Even with (or despite) the recent select committee, there is still a comprehensive failure to understand that, short of full participation in the Single Market, these non-tariff barriers will apply to our exports come what may.

The prattle about "equivalence" and "mutual recognition" is just that. The full regimen of the EU's "official controls" will apply once we are a third country. There is no example of any country in the world, with third country status, which is exempt from these controls.

And the delays involved, says Booker, would bring an end to much more than just our export trade in Welsh lamb. They will also affect the 30 percent of food on our supermarket shelves currently imported from the EU.

The point here is that, under WTO rules non-discrimination rules, we would have to impose the same strict border checks on imports from the EU as we currently do on those from non-EU countries. And, as a Lords Committee warned last week, "the UK does not have the staff, the IT systems or the physical infrastructure to meet that increased demand. Any resulting delays could choke the UK's ports".

On the other hand, Rees Mogg argues that, if we're negotiating a free trade agreement, we can continue with existing provisions for ten years.

Such specificity, however, is an invention although WTO rules do allow exemptions under exceptional circumstances. These, though, would will probably have to take the form of waivers, which have to be directed at specific problems and extend for no longer than absolutely necessary.

Doubtless, there would be some relief as WTO rules could not be enforced if they compelled a nation to allow its people to starve. But it is unlikely that disruption to the international order will not have a political price, as other nations seek to exploit the situation to their own advantage.

Yet, the greater problem is that the infrastructure in the EU Member States is by no means ready. Therefore, what applies to the UK in terms of its inability to handle the increased checks will apply in spades when our products are exported. This, says Booker, is the real problem we face, which not one of the fantasy "customs" schemes being squabbled over by ministers could begin to solve.

As we are constantly reminded, nothing is agreed until everything is agreed. And, as prime minister Leo Varadkar put it last week, if meaningful progress on Brexit is not achieved at the June European Council, "it is difficult to see how we will be able to come to an agreement by October at all".

Yet, with just six weeks to go, Booker concludes, most of our politicians still seem incapable of recognising even that the problem exists.

Just how the politicians – as well as the media – can be brought to face reality is not easy to fathom. The EU law is clear enough and, although complicated, it is not beyond the wit of those responsible to read it and understand what it is saying. And, to make it even easier, the Commission has published its "Notice to Stakeholders" series.

Currently, the only thing standing between us and the prospect of certain disaster is a 21-month "transition" period, but that doesn't seem at all certain, given Mrs May's prevarication on the Irish border question.

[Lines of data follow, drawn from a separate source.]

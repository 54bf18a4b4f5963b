//! Core library client for code-index
//!
//! [`CodeIndexClient`] owns the embedding provider, vector store, metadata store
//! and folder coordination. The MCP server and the filesystem watcher are thin
//! layers over it.

use crate::config::Config;
use crate::embedding::{self, EmbeddingProvider};
use crate::error::{MetadataError, ValidationError};
use crate::indexer::{ChunkStrategy, CodeChunker};
use crate::metadata::{FolderStatus, MetadataStore};
use crate::path_mapper::PathMapper;
use crate::types::*;
use crate::vector_store::{self, PointFilter, VectorStore};
use crate::watcher::{self, WatcherHandle};

use anyhow::{Context, Result};
use std::path::{Component, Path, PathBuf};
use std::sync::Arc;
use std::time::Duration;
use tokio::sync::OnceCell;

mod folder_lock;
pub(crate) mod indexing;

pub(crate) use folder_lock::FolderLocks;
pub(crate) use indexing::ScanProgress;

/// Main client for the code index
///
/// # Example
///
/// ```no_run
/// use code_index::{CodeIndexClient, Config};
/// use code_index::types::{AddFolderRequest, ScanRequest, SearchRequest};
///
/// #[tokio::main]
/// async fn main() -> anyhow::Result<()> {
///     let client = CodeIndexClient::new(Config::load(None)?).await?;
///
///     client
///         .add_folder(AddFolderRequest {
///             folder_path: "/path/to/code".to_string(),
///             description: None,
///         })
///         .await?;
///     let scan = client
///         .scan_folder(ScanRequest {
///             folder_path: "/path/to/code".to_string(),
///         })
///         .await?;
///     println!("Indexed {} files", scan.files_indexed);
///
///     let response = client
///         .search(SearchRequest {
///             query: "where is the config parsed".to_string(),
///             limit: Some(5),
///             folder_path: None,
///             retrieve: Default::default(),
///         })
///         .await?;
///     for result in response.results {
///         println!("{}:{} ({:.2})", result.file_path, result.start_line, result.score);
///     }
///     Ok(())
/// }
/// ```
#[derive(Clone)]
pub struct CodeIndexClient {
    pub(crate) embedding: Arc<dyn EmbeddingProvider>,
    pub(crate) vector_store: Arc<dyn VectorStore>,
    pub(crate) metadata: Arc<MetadataStore>,
    pub(crate) chunker: Arc<CodeChunker>,
    pub(crate) path_mapper: Arc<PathMapper>,
    pub(crate) config: Arc<Config>,
    pub(crate) locks: Arc<FolderLocks>,
    // Created on first use so startup works while the vector store is down
    collection_ready: Arc<OnceCell<()>>,
    watcher: Arc<OnceCell<WatcherHandle>>,
}

impl CodeIndexClient {
    /// Build a client from configuration: connects the embedding provider,
    /// creates the vector store client and loads the metadata store.
    pub async fn new(config: Config) -> Result<Self> {
        tracing::info!("Initializing code index client");
        tracing::debug!("Vector store backend: {}", config.vector_store.backend);
        tracing::debug!("Embedding provider: {}", config.embedding.provider);

        let embedding = embedding::create_provider(&config.embedding)
            .await
            .context("Failed to initialize embedding provider")?;
        let vector_store = vector_store::create_store(&config.vector_store)
            .context("Failed to initialize vector store")?;
        let metadata = MetadataStore::open(&config.metadata.path)
            .context("Failed to open metadata store")?;

        tracing::info!("Using metadata file: {}", config.metadata.path.display());

        Ok(Self::with_components(
            config,
            embedding,
            vector_store,
            Arc::new(metadata),
        ))
    }

    /// Assemble a client from already-built components
    pub fn with_components(
        config: Config,
        embedding: Arc<dyn EmbeddingProvider>,
        vector_store: Arc<dyn VectorStore>,
        metadata: Arc<MetadataStore>,
    ) -> Self {
        let chunker = CodeChunker::new(ChunkStrategy::Semantic {
            max_lines: config.indexing.chunk_lines,
        });
        let path_mapper = PathMapper::from_pairs(&config.path_mappings);
        for (host, container) in path_mapper.mappings() {
            tracing::info!("Path mapping {} -> {}", host.display(), container.display());
        }

        Self {
            embedding,
            vector_store,
            metadata,
            chunker: Arc::new(chunker),
            path_mapper: Arc::new(path_mapper),
            config: Arc::new(config),
            locks: Arc::new(FolderLocks::new()),
            collection_ready: Arc::new(OnceCell::new()),
            watcher: Arc::new(OnceCell::new()),
        }
    }

    pub(crate) fn collection(&self) -> &str {
        &self.config.vector_store.collection_name
    }

    /// Create the collection on first use. A failure is returned and retried on the next call.
    pub(crate) async fn ensure_collection(&self) -> Result<()> {
        self.collection_ready
            .get_or_try_init(|| async {
                self.vector_store
                    .ensure_collection(self.collection(), self.embedding.dimension())
                    .await
                    .with_context(|| {
                        format!("Failed to prepare collection '{}'", self.collection())
                    })
            })
            .await?;
        Ok(())
    }

    /// Register a folder for indexing. Registering a known path returns the existing entry.
    pub async fn add_folder(&self, request: AddFolderRequest) -> Result<AddFolderResponse> {
        request.validate().map_err(anyhow::Error::msg)?;
        let path = normalize_folder_path(&request.folder_path)?;

        if let Some(existing) = self.metadata.folder_by_path(&path).await {
            tracing::debug!("Folder {} already registered", path);
            return Ok(AddFolderResponse {
                folder: existing.into(),
                already_registered: true,
            });
        }

        let local = self.path_mapper.to_container_path(Path::new(&path));
        if !self.path_mapper.validate_container_path(&local) {
            tracing::warn!(
                "{} is outside every configured path mapping; reading it unmapped",
                path
            );
        }
        if !local.is_dir() {
            return Err(ValidationError::InvalidPath(format!(
                "{} does not exist or is not a directory",
                path
            ))
            .into());
        }

        let folder = match self
            .metadata
            .register_folder(&path, request.description)
            .await
        {
            Ok(folder) => folder,
            // Lost a race with a concurrent registration of the same path
            Err(MetadataError::AlreadyRegistered(_)) => {
                let existing = self
                    .metadata
                    .folder_by_path(&path)
                    .await
                    .ok_or_else(|| MetadataError::FolderNotFound(path.clone()))?;
                return Ok(AddFolderResponse {
                    folder: existing.into(),
                    already_registered: true,
                });
            }
            Err(e) => return Err(e).context("Failed to register folder"),
        };

        tracing::info!("Registered folder {} ({})", folder.path, folder.id);
        Ok(AddFolderResponse {
            folder: folder.into(),
            already_registered: false,
        })
    }

    /// Unregister a folder and delete its points, files and chunks
    pub async fn remove_folder(&self, request: RemoveFolderRequest) -> Result<RemoveFolderResponse> {
        request.validate().map_err(anyhow::Error::msg)?;
        let path = normalize_folder_path(&request.folder_path)?;
        let folder = self
            .metadata
            .folder_by_path(&path)
            .await
            .ok_or_else(|| MetadataError::FolderNotFound(path.clone()))?;

        // Stop an in-flight scan at its next checkpoint, then wait for it
        self.locks.cancel(&folder.id).await;
        let gate = self.locks.lock_folder(&folder.id).await;

        self.ensure_collection().await?;
        self.vector_store
            .delete_by_filter(self.collection(), PointFilter::folder(&folder.id))
            .await
            .with_context(|| format!("Failed to delete vector points for {}", path))?;

        let files_removed = self
            .metadata
            .remove_folder(&folder.id)
            .await
            .with_context(|| format!("Failed to remove metadata for {}", path))?;

        self.unwatch_folder(&folder.path);
        drop(gate);
        self.locks.forget(&folder.id).await;

        tracing::info!("Removed folder {} ({} files)", path, files_removed);
        Ok(RemoveFolderResponse {
            folder_path: path,
            files_removed,
        })
    }

    /// Scan a registered folder and bring both stores in line with the disk
    pub async fn scan_folder(&self, request: ScanRequest) -> Result<ScanResponse> {
        self.scan_folder_with_progress(request, None).await
    }

    pub(crate) async fn scan_folder_with_progress(
        &self,
        request: ScanRequest,
        progress: Option<ScanProgress>,
    ) -> Result<ScanResponse> {
        request.validate().map_err(anyhow::Error::msg)?;
        let path = normalize_folder_path(&request.folder_path)?;
        let folder = self
            .metadata
            .folder_by_path(&path)
            .await
            .ok_or_else(|| MetadataError::FolderNotFound(path.clone()))?;

        indexing::scan_folder(self, &folder.id, progress)
            .await
            .with_context(|| format!("Scan of {} failed", path))
    }

    /// Semantic search over indexed chunks
    pub async fn search(&self, request: SearchRequest) -> Result<SearchResponse> {
        request.validate().map_err(anyhow::Error::msg)?;
        let max = self.config.search.max_limit.min(MAX_SEARCH_LIMIT);
        let limit = request.effective_limit(self.config.search.default_limit.min(max), max);

        let filter = match &request.folder_path {
            Some(folder_path) => {
                let path = normalize_folder_path(folder_path)?;
                let folder = self
                    .metadata
                    .folder_by_path(&path)
                    .await
                    .ok_or_else(|| MetadataError::FolderNotFound(path.clone()))?;
                Some(PointFilter::folder(&folder.id))
            }
            None => None,
        };

        self.ensure_collection().await?;
        let query_vector = self
            .embedding
            .embed(&request.query)
            .await
            .context("Failed to generate query embedding")?;

        let hits = self
            .vector_store
            .search_similar(self.collection(), query_vector, limit, filter)
            .await
            .context("Failed to search vector store")?;

        let mut results = Vec::with_capacity(hits.len());
        for hit in hits {
            let payload = hit.payload;
            let (content, full_file_retrieved) = match request.retrieve {
                RetrieveMode::Chunk => (payload.content, false),
                RetrieveMode::Full => {
                    let chunks = self.metadata.chunks_for_file(&payload.file_id).await;
                    if chunks.is_empty() {
                        tracing::debug!(
                            "No stored chunks for {}, returning the matching chunk",
                            payload.file_path
                        );
                        (payload.content, false)
                    } else {
                        (chunks.into_iter().map(|c| c.content).collect(), true)
                    }
                }
            };

            results.push(SearchResult {
                file_path: payload.file_path,
                relative_path: payload.relative_path,
                folder_path: payload.folder_path,
                language: payload.language,
                chunk_num: payload.chunk_num,
                start_line: payload.start_line,
                end_line: payload.end_line,
                score: hit.score,
                content,
                full_file_retrieved,
            });
        }

        Ok(SearchResponse {
            query: request.query,
            retrieve: request.retrieve,
            total_results: results.len(),
            results,
        })
    }

    /// Aggregate index status
    pub async fn status(&self) -> Result<StatusResponse> {
        let totals = self.metadata.status().await;
        let folders = self
            .metadata
            .folders()
            .await
            .into_iter()
            .map(|f| FolderStatusEntry {
                enabled: f.status == FolderStatus::Active,
                folder_path: f.path,
                file_count: f.file_count,
                status: f.status,
                error: f.error,
                last_scanned: f.last_scanned,
            })
            .collect();

        Ok(StatusResponse {
            total_folders: totals.total_folders,
            total_files: totals.total_files,
            total_chunks: totals.total_chunks,
            total_size: totals.total_size,
            active_folders: totals.active_folders,
            scanning_folders: totals.scanning_folders,
            error_folders: totals.error_folders,
            watcher_running: self.watcher_running(),
            last_scan: totals.last_scan,
            folders,
        })
    }

    /// Start the filesystem watcher and watch every active folder. Idempotent.
    pub async fn start_watcher(&self) -> Result<()> {
        let handle = self
            .watcher
            .get_or_try_init(|| async {
                watcher::spawn_watcher(
                    self.clone(),
                    Duration::from_millis(self.config.watcher.debounce_ms),
                )
            })
            .await?;

        for folder in self.metadata.folders().await {
            if folder.status == FolderStatus::Active {
                handle.watch(&folder.path);
            }
        }
        Ok(())
    }

    pub fn watcher_running(&self) -> bool {
        self.watcher.get().is_some_and(WatcherHandle::is_running)
    }

    pub(crate) fn watch_folder(&self, host_path: &str) {
        if let Some(handle) = self.watcher.get() {
            handle.watch(host_path);
        }
    }

    pub(crate) fn unwatch_folder(&self, host_path: &str) {
        if let Some(handle) = self.watcher.get() {
            handle.unwatch(host_path);
        }
    }

    /// Get the configuration used by this client
    pub fn config(&self) -> &Config {
        &self.config
    }

    pub fn path_mapper(&self) -> &PathMapper {
        &self.path_mapper
    }

    pub fn metadata(&self) -> &MetadataStore {
        &self.metadata
    }
}

/// Absolute, lexically normalized form of a folder path (no `.`/`..`, no trailing slash)
pub(crate) fn normalize_folder_path(path: &str) -> Result<String> {
    let absolute = std::path::absolute(path.trim())
        .with_context(|| format!("Invalid folder path: {}", path))?;

    let mut normalized = PathBuf::new();
    for component in absolute.components() {
        match component {
            Component::CurDir => {}
            Component::ParentDir => {
                normalized.pop();
            }
            other => normalized.push(other.as_os_str()),
        }
    }
    Ok(normalized.to_string_lossy().into_owned())
}

#[cfg(test)]
pub(crate) mod tests;
/// Embed all chunks of a file with bounded concurrency; any failure fails the file
async fn embed_chunks(
    client: &CodeIndexClient,
    relative_path: &str,
    spans: &[ChunkSpan],
) -> Result<Vec<Vec<f32>>> {
    let timeout = Duration::from_secs(client.config.embedding.timeout_secs);
    let concurrency = client.config.embedding.max_concurrency.max(1);

    // Owned futures: nothing borrowed from the client crosses an await in the stream
    let provider = client.embedding.clone();
    let calls: Vec<_> = spans
        .iter()
        .map(|span| {
            let provider = provider.clone();
            let text = embedding_text(relative_path, &span.content);
            let chunk_num = span.chunk_num;
            async move {
                let result = match tokio::time::timeout(timeout, provider.embed(&text)).await {
                    Ok(result) => result,
                    Err(_) => Err(EmbeddingError::Timeout(timeout.as_secs())),
                };
                (chunk_num, result)
            }
        })
        .collect();

    let mut results: Vec<(usize, Result<Vec<f32>, EmbeddingError>)> = stream::iter(calls)
        .buffer_unordered(concurrency)
        .collect()
        .await;

    results.sort_by_key(|(chunk_num, _)| *chunk_num);
    results
        .into_iter()
        .map(|(chunk_num, result)| {
            result.with_context(|| format!("Failed to embed chunk {}", chunk_num))
        })
        .collect()
}

/// Drop the folder's points whose file has no metadata record. Records are flushed in
/// batches, so a crash can leave points for files the persisted state never saw; once
/// such a file is deleted no per-file path would reach them.
async fn sweep_orphans(client: &CodeIndexClient, folder: &FolderRecord) -> Result<()> {
    let known: Vec<String> = client
        .metadata
        .files_for_folder(&folder.id)
        .await
        .into_iter()
        .map(|f| f.id)
        .collect();

    client
        .vector_store
        .delete_by_filter(
            client.collection(),
            PointFilter::folder(&folder.id).excluding("fileId", known),
        )
        .await
        .with_context(|| format!("Failed to clear orphaned points for {}", folder.path))?;
    Ok(())
}

/// Delete a file's points, then its record
async fn remove_record(client: &CodeIndexClient, record: &FileRecord) -> Result<()> {
    client
        .vector_store
        .delete_by_filter(client.collection(), PointFilter::file(&record.id))
        .await
        .context("Failed to delete points")?;
    client.metadata.remove_file(&record.id).await;
    Ok(())
}

/// Re-index one file after a filesystem change. Returns true when the index changed.
pub(crate) async fn reindex_file(
    client: &CodeIndexClient,
    folder_id: &str,
    host_path: &Path,
) -> Result<bool> {
    let _gate = client.locks.lock_folder(folder_id).await;
    let Some(folder) = client.metadata.folder(folder_id).await else {
        return Ok(false);
    };

    let container_path = client.path_mapper.to_container_path(host_path);
    if !container_path.exists() {
        return remove_under(client, &folder, host_path).await;
    }
    if container_path.is_dir() {
        return Ok(false);
    }

    let root = client.path_mapper.to_container_path(Path::new(&folder.path));
    let walker = FileWalker::new(&root, client.config.indexing.max_file_size)
        .with_ignore_dirs(client.config.indexing.ignore_dirs.clone());
    let scanned = {
        let path = container_path.clone();
        tokio::task::spawn_blocking(move || walker.scan_file(&path))
            .await
            .context("Failed to spawn file scan task")??
    };

    let stored = host_path.to_string_lossy().into_owned();
    let existing = client.metadata.file_by_path(&folder.id, &stored).await;

    let changed = match (scanned, existing) {
        (None, None) => false,
        // No longer eligible (grew too large, turned binary)
        (None, Some(record)) => {
            remove_record(client, &record).await?;
            true
        }
        (Some(file), Some(record)) if record.sha256 == file.sha256 => false,
        (Some(file), existing) => {
            client.ensure_collection().await?;
            let spans = client.chunker.chunk(&file.content, &file.language);
            let count = index_file(
                client,
                &folder,
                file,
                spans,
                existing.map(|r| r.indexed_at),
            )
            .await?;
            tracing::debug!("Re-indexed {} ({} chunks)", stored, count);
            true
        }
    };

    if changed {
        client.metadata.refresh_file_count(&folder.id).await?;
        client.metadata.flush().await?;
    }
    Ok(changed)
}

/// Remove every file at or below `host_path` from the index
pub(crate) async fn remove_file(
    client: &CodeIndexClient,
    folder_id: &str,
    host_path: &Path,
) -> Result<bool> {
    let _gate = client.locks.lock_folder(folder_id).await;
    let Some(folder) = client.metadata.folder(folder_id).await else {
        return Ok(false);
    };
    remove_under(client, &folder, host_path).await
}

/// Caller holds the folder gate
async fn remove_under(
    client: &CodeIndexClient,
    folder: &FolderRecord,
    host_path: &Path,
) -> Result<bool> {
    let doomed: Vec<FileRecord> = client
        .metadata
        .files_for_folder(&folder.id)
        .await
        .into_iter()
        .filter(|f| Path::new(&f.path).starts_with(host_path))
        .collect();

    if doomed.is_empty() {
        return Ok(false);
    }

    for record in &doomed {
        remove_record(client, record).await?;
        tracing::debug!("Removed {} from index", record.path);
    }
    client.metadata.refresh_file_count(&folder.id).await?;
    client.metadata.flush().await?;
    Ok(true)
}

Possibly. Even at this late stage, there is the possibility of a fudge, conceded only because the EU Member States themselves need more time to prepare for Brexit.

What really hasn't dawned on anybody though is that, after the June European Council, there isn't – as Booker pointed out – another meeting until October, when the negotiations are expected to be concluded. Any fudge in June might extend only to keeping the talks alive but, as a "senior Irish government source" says, come October, "We still need the backstop".

After the end of June, though, Brussels starts winding down and it closes down almost completely during August. If you wanted to mount a coup to take over the EU, then would be the time to do it.

September and the first week of October is a difficult time for UK politics, as the party conferences tend to freeze political positions, making external negotiations difficult.

Therefore, we might already be too late to secure a settlement on the current basis. We will need to look for something more radical if there is to be any rational solution to Brexit. We need those MPs and an EEA resolution more than anyone can possibly imagine.